Я подключал концы от вольтметра, менял сопротивления и с надеждой смотрел в огромный зеленый зрачок, где отпечатывалось то, чего не видели мои несовершенные глаза.
Наконец мне удалось убрать темные полосы и устранить «близорукость». Направляя объектив на дверь своего номера, я все еще разговаривал с аппаратом:
— Вот теперь правильно. Развертка нормальная… Экран чистый… Посмотрим внимательно, — шептал я, подкручивая ручки напряжений и фокусировки. — Яркость и контрастность вполне подходящие… Только мне не очень нравится светящийся ореол вокруг изображения. Лишний он, брат, лишний.

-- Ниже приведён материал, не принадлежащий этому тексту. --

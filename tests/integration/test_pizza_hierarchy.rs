// 階層的ビルダーの統合テスト
use construction_patterns::{
    pizza::{
        AnyPizza, Calzone, CalzoneBuilder, NyPizza, NyPizzaBuilder, Pizza, PizzaBase,
        PizzaBuilder, Size, Topping, Toppings,
    },
    ConstructionError,
};

#[test]
fn test_small_ny_pizza_reports_size_and_toppings() {
    let pizza: NyPizza = NyPizza::builder(Size::Small)
        .add_topping(Topping::Sausage)
        .add_topping(Topping::Onion)
        .build();

    assert_eq!(pizza.size(), Size::Small);
    assert_eq!(pizza.toppings(), &Toppings::from([Topping::Onion, Topping::Sausage]));
}

#[test]
fn test_calzone_sauce_inside_explicit_and_default() {
    let with_sauce: Calzone = Calzone::builder()
        .add_topping(Topping::Ham)
        .with_sauce_inside()
        .build();
    assert!(with_sauce.sauce_inside());
    assert_eq!(with_sauce.toppings(), &Toppings::from([Topping::Ham]));

    let without_sauce = Calzone::builder().add_topping(Topping::Ham).build();
    assert!(!without_sauce.sauce_inside());
}

#[test]
fn test_adding_same_topping_twice_keeps_one() {
    let pizza = Calzone::builder()
        .add_topping(Topping::Sausage)
        .add_topping(Topping::Sausage)
        .build();

    assert_eq!(pizza.toppings().iter().collect::<Vec<_>>(), [Topping::Sausage]);
}

#[test]
fn test_rejected_input_leaves_builder_usable() {
    let rejected = NyPizzaBuilder::new(Size::Large)
        .add_topping(Topping::Mushroom)
        .try_add_topping("pineapple")
        .unwrap_err();

    let (builder, error) = rejected.into_parts();
    assert!(matches!(error, ConstructionError::InvalidArgument { .. }));

    let pizza = builder.build();
    assert_eq!(pizza.toppings(), &Toppings::from([Topping::Mushroom]));
}

// 基底のトレイトだけで書いた処理が、どの具象ビルダーにも使える
fn margherita_style<B: PizzaBuilder>(builder: B) -> B::Output {
    builder
        .add_toppings([Topping::Mushroom, Topping::Pepper])
        .build()
}

#[test]
fn test_generic_build_returns_concrete_type() {
    let ny: NyPizza = margherita_style(NyPizza::builder(Size::Medium));
    let calzone: Calzone = margherita_style(CalzoneBuilder::new().with_sauce_inside());

    assert_eq!(ny.size(), Size::Medium);
    assert!(calzone.sauce_inside());
    assert_eq!(ny.toppings(), calzone.toppings());
}

// クレート外でも階層を拡張できる
#[derive(Debug)]
struct Flatbread {
    toppings: Toppings,
    crispy: bool,
}

impl Pizza for Flatbread {
    fn toppings(&self) -> &Toppings {
        &self.toppings
    }

    fn kind(&self) -> &'static str {
        "flatbread"
    }
}

struct FlatbreadBuilder {
    base: PizzaBase,
    crispy: bool,
}

impl FlatbreadBuilder {
    fn new(crispy: bool) -> Self {
        Self {
            base: PizzaBase::new(),
            crispy,
        }
    }
}

impl PizzaBuilder for FlatbreadBuilder {
    type Output = Flatbread;

    fn base_mut(&mut self) -> &mut PizzaBase {
        &mut self.base
    }

    fn build(self) -> Flatbread {
        Flatbread {
            toppings: self.base.into_toppings(),
            crispy: self.crispy,
        }
    }
}

#[test]
fn test_external_subtype_reuses_shared_setters() {
    let flatbread = FlatbreadBuilder::new(true)
        .add_topping(Topping::Onion)
        .try_add_topping("ham")
        .unwrap()
        .build();

    assert!(flatbread.crispy);
    assert_eq!(flatbread.kind(), "flatbread");
    assert_eq!(flatbread.toppings(), &Toppings::from([Topping::Ham, Topping::Onion]));
}

#[test]
fn test_any_pizza_handles_mixed_kinds() {
    let pizzas: Vec<AnyPizza> = vec![
        NyPizza::builder(Size::Small).add_topping(Topping::Ham).build().into(),
        Calzone::builder().add_topping(Topping::Ham).build().into(),
    ];

    let kinds: Vec<&str> = pizzas.iter().map(|p| p.kind()).collect();
    assert_eq!(kinds, ["ny", "calzone"]);
    assert!(pizzas.iter().all(|p| p.toppings().contains(Topping::Ham)));
}
// 栄養成分表示 - 選択パラメータが多い場合の三つの生成方法
// builder が推奨。telescoping と beans は比較用。

pub mod beans;
pub mod builder;
pub mod telescoping;

pub use builder::{NutritionFacts, NutritionFactsBuilder};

Я отвернул крышку в одном из отсеков прибора и снова занялся регулировкой. Ореол исчез. Все это, конечно, было не так просто, как я рассказываю. Пришлось заменить конденсатор, подстроить контуры, увеличить напряжение на сетке тиратрона. В конце концов второй аппарат стал работать не хуже своего собрата.
Долго я смотрел на экран, регулируя четкость изображения ручки двери. Глаза устали от напряжения, я на минуту закрыл их и, когда снова посмотрел на светлый круг, неожиданно заметил движущееся темное пятно. Мне показалось это странным. Никакими законами техники его нельзя было объяснить.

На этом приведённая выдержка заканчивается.